_Stored items_.
**********

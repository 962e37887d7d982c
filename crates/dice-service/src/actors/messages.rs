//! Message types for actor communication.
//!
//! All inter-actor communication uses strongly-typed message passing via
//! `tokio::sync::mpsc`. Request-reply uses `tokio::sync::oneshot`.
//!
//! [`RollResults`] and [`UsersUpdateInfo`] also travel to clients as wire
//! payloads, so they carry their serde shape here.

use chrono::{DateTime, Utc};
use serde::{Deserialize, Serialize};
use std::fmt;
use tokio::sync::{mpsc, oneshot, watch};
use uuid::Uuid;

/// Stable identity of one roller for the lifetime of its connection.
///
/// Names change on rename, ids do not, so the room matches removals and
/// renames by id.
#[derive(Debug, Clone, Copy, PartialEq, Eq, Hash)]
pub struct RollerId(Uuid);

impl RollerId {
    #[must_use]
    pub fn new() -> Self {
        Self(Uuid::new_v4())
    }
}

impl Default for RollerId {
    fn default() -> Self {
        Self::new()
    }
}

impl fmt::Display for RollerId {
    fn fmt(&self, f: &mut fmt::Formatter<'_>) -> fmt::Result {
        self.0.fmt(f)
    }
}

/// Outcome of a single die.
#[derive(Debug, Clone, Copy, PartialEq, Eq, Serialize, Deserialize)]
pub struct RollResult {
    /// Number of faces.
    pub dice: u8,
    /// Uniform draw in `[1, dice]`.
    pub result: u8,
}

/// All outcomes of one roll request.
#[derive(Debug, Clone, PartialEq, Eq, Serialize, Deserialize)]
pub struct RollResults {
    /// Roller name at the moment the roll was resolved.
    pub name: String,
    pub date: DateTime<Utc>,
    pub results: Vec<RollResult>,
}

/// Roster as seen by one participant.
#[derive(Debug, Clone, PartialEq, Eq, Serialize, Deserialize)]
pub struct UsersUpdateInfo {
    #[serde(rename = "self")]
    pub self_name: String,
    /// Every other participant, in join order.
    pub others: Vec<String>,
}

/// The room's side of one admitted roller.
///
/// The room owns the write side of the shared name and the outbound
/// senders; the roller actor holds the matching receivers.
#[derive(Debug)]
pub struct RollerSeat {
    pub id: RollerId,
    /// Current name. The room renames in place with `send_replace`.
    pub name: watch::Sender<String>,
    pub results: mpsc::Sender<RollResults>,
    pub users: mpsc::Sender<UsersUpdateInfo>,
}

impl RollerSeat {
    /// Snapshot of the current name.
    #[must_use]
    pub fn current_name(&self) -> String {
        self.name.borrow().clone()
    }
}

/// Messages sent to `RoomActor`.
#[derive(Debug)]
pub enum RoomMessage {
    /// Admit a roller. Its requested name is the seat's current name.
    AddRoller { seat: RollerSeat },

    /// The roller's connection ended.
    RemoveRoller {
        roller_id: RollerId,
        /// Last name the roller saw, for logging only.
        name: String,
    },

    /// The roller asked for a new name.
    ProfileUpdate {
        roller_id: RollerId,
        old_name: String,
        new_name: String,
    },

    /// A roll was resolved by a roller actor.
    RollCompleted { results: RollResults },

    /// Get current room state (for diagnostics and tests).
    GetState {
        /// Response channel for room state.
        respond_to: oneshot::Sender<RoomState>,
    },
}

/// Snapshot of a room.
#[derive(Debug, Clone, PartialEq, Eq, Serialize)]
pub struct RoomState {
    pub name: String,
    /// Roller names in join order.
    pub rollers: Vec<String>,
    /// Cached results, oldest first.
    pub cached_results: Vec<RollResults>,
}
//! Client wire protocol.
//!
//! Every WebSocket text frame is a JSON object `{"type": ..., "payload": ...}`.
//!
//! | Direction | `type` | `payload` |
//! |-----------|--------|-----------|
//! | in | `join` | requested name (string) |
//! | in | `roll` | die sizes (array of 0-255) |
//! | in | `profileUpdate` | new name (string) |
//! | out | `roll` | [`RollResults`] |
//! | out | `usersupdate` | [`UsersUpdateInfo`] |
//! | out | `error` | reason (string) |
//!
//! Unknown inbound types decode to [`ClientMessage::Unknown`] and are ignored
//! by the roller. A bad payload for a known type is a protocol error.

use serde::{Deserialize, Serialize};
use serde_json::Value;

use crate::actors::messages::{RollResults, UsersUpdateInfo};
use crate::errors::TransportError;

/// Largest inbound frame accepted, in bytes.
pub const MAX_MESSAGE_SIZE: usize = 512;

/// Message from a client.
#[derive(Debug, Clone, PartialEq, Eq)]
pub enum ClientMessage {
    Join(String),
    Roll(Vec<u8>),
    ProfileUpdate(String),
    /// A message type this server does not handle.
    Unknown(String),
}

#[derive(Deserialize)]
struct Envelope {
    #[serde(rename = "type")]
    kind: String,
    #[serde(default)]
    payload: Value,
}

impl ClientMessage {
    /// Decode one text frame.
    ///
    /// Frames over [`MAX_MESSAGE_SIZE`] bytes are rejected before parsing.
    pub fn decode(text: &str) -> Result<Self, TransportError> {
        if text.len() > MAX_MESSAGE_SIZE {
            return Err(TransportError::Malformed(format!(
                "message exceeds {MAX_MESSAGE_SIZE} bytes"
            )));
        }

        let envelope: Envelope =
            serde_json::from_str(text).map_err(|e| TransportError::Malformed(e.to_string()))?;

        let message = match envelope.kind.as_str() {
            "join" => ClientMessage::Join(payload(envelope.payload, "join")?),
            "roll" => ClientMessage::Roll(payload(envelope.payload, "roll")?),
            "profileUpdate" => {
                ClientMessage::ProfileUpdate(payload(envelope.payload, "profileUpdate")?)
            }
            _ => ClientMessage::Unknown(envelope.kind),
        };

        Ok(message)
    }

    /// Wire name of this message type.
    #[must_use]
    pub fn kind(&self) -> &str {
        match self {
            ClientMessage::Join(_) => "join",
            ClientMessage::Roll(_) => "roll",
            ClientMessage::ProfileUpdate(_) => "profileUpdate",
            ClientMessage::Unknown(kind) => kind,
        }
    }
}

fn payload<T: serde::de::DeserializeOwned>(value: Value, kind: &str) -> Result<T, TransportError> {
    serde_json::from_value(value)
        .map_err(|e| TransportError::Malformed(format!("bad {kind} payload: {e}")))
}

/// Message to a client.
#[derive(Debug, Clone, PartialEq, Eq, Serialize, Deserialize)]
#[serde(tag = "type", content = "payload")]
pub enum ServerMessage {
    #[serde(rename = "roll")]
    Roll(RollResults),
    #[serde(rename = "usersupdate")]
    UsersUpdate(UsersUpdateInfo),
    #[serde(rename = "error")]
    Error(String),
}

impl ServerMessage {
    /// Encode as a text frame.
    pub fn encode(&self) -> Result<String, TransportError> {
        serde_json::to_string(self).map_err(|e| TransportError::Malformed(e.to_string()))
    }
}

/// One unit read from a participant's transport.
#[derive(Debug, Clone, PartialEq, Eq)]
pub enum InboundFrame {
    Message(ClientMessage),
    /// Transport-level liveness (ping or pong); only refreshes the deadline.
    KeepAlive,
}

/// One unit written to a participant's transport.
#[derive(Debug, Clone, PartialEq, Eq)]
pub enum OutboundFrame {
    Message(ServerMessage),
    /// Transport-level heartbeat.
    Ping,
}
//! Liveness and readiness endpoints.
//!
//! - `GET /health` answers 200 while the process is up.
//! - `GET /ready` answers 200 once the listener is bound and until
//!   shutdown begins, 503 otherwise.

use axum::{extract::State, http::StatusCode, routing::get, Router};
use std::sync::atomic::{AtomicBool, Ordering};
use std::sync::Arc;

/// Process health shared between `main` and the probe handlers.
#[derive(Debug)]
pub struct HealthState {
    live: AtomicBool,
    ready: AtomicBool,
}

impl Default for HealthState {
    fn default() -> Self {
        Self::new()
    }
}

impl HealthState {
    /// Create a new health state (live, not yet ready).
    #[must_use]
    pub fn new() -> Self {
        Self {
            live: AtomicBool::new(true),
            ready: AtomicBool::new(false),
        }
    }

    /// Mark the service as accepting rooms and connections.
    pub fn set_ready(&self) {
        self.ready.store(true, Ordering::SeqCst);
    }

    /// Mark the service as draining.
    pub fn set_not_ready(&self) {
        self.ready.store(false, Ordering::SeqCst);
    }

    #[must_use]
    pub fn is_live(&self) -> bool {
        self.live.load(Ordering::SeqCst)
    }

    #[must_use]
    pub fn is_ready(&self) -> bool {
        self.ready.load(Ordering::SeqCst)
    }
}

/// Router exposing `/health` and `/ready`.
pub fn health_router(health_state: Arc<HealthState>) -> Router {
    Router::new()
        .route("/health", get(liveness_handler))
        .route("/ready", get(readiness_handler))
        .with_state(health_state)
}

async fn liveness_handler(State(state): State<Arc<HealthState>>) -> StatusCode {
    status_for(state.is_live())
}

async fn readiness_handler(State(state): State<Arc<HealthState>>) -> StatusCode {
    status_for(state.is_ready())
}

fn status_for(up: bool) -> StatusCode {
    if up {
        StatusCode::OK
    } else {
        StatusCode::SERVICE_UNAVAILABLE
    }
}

**********

_Problem_. Your task is to quote the lines above, beginning with the first and ending with the one that holds "use uuid::Uuid;".

_Completed exercise_.
repository 962e37887d7d982c
filename crates/dice-service/src/actors/messages.rs
//! Message types for actor communication.
//!
//! All inter-actor communication uses strongly-typed message passing via
//! `tokio::sync::mpsc`. Request-reply uses `tokio::sync::oneshot`.
//!
//! [`RollResults`] and [`UsersUpdateInfo`] also travel to clients as wire
//! payloads, so they carry their serde shape here.

use chrono::{DateTime, Utc};
use serde::{Deserialize, Serialize};
use std::fmt;
use tokio::sync::{mpsc, oneshot, watch};
use uuid::Uuid;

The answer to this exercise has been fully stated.